● Aim of the task
Look in the material below for the line with "pub type Result<T>" and the line with "the loaded index.", then set down exactly those two lines and all lines between, nothing more.

● Records for processing
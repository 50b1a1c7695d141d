//! Error type shared by every stage of the question-answering pipeline

use crate::answer::generator::GenerateError;
use manual_qa_embed::EmbedError;
use std::path::PathBuf;

/// Result type for pipeline operations.
pub type Result<T> = std::result::Result<T, QaError>;

/// Errors produced while building, loading, or querying an index.
///
/// Startup errors (`InvalidConfiguration`, `ExtractionFailure`, `CorruptIndex`,
/// `PersistenceFailure`, and build-time `EmbeddingFailure`) are fatal for the
/// process. Per-question errors are returned to the caller that asked and
/// never affect the loaded index.
#[derive(Debug, thiserror::Error)]
pub enum QaError {
    #[error("Invalid configuration: {message}")]
    InvalidConfiguration { message: String },

    #[error("Text extraction failed for {}: {message}", path.display())]
    ExtractionFailure { path: PathBuf, message: String },

    #[error("Embedding failed: {message}")]
    EmbeddingFailure {
        message: String,
        #[source]
        source: Option<EmbedError>,
    },

    #[error("Index at {} is corrupt: {message}", path.display())]
    CorruptIndex { path: PathBuf, message: String },

    #[error("Failed to persist index at {}: {source}", path.display())]
    PersistenceFailure {
        path: PathBuf,
        #[source]
        source: Box<dyn std::error::Error + Send + Sync>,
    },

    #[error("Invalid input: {message}")]
    InvalidInput { message: String },

    #[error("Answer generation failed: {message}")]
    GenerationFailure {
        message: String,
        #[source]
        source: Option<GenerateError>,
    },
}

impl QaError {
    pub fn invalid_config<S: Into<String>>(message: S) -> Self {
        Self::InvalidConfiguration {
            message: message.into(),
        }
    }

    pub fn invalid_input<S: Into<String>>(message: S) -> Self {
        Self::InvalidInput {
            message: message.into(),
        }
    }

    pub fn extraction<P: Into<PathBuf>, S: Into<String>>(path: P, message: S) -> Self {
        Self::ExtractionFailure {
            path: path.into(),
            message: message.into(),
        }
    }

    pub fn corrupt<P: Into<PathBuf>, S: Into<String>>(path: P, message: S) -> Self {
        Self::CorruptIndex {
            path: path.into(),
            message: message.into(),
        }
    }

    pub fn persistence<P, E>(path: P, source: E) -> Self
    where
        P: Into<PathBuf>,
        E: std::error::Error + Send + Sync + 'static,
    {
        Self::PersistenceFailure {
            path: path.into(),
            source: Box::new(source),
        }
    }

    /// Wrap an error reported by the embedding provider.
    pub fn embedding(source: EmbedError) -> Self {
        Self::EmbeddingFailure {
            message: source.to_string(),
            source: Some(source),
        }
    }

    pub fn embedding_timeout(timeout: std::time::Duration) -> Self {
        Self::EmbeddingFailure {
            message: format!("embedding call timed out after {}s", timeout.as_secs()),
            source: None,
        }
    }

    /// Wrap an error reported by the generator.
    pub fn generation(source: GenerateError) -> Self {
        Self::GenerationFailure {
            message: source.to_string(),
            source: Some(source),
        }
    }

    pub fn generation_timeout(timeout: std::time::Duration) -> Self {
        Self::GenerationFailure {
            message: format!("generator timed out after {}s", timeout.as_secs()),
            source: None,
        }
    }

    /// Whether the caller can simply try another question.
    ///
    /// Embedding failures count as recoverable because at query time they only
    /// affect the question being asked; during startup the caller treats every
    /// error as fatal anyway.
    pub fn is_recoverable(&self) -> bool {
        matches!(
            self,
            QaError::InvalidInput { .. }
                | QaError::GenerationFailure { .. }
                | QaError::EmbeddingFailure { .. }
        )
    }
}

impl From<manual_qa_context::SplitError> for QaError {
    fn from(err: manual_qa_context::SplitError) -> Self {
        QaError::invalid_config(err.to_string())
    }
}

#[cfg(test)]
mod tests {
    use super::*;
    use std::time::Duration;

    #[test]
    fn test_recoverable_classification() {
        assert!(QaError::invalid_input("empty question").is_recoverable());
        assert!(QaError::generation_timeout(Duration::from_secs(5)).is_recoverable());
        assert!(QaError::embedding_timeout(Duration::from_secs(5)).is_recoverable());

        assert!(!QaError::invalid_config("top_k must be at least 1").is_recoverable());
        assert!(!QaError::corrupt("/tmp/x.db", "bad blob").is_recoverable());
        assert!(!QaError::extraction("/tmp/x.pdf", "missing").is_recoverable());
    }

    #[test]
    fn test_messages_include_paths() {
        let err = QaError::corrupt("/data/manual.index.db", "unknown format version 9");
        assert_eq!(
            err.to_string(),
            "Index at /data/manual.index.db is corrupt: unknown format version 9"
        );

        let io = std::io::Error::other("disk full");
        let err = QaError::persistence("/data/manual.index.db", io);
        assert!(err.to_string().contains("disk full"));
    }

    #[test]
    fn test_embedding_error_keeps_source() {
        let err = QaError::embedding(EmbedError::DimensionMismatch {
            expected: 3,
            actual: 4,
        });
        assert!(std::error::Error::source(&err).is_some());
        assert!(err.to_string().contains("expected 3, got 4"));
    }

    #[test]
    fn test_split_error_conversion() {
        let err: QaError = manual_qa_context::PassageSplitter::new(10, 10)
            .unwrap_err()
            .into();
        assert!(matches!(err, QaError::InvalidConfiguration { .. }));
    }
}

● Problem solution
pub type Result<T> = std::result::Result<T, QaError>;

/// Errors produced while building, loading, or querying an index.
///
/// Startup errors (`InvalidConfiguration`, `ExtractionFailure`, `CorruptIndex`,
/// `PersistenceFailure`, and build-time `EmbeddingFailure`) are fatal for the
/// process. Per-question errors are returned to the caller that asked and
/// never affect the loaded index.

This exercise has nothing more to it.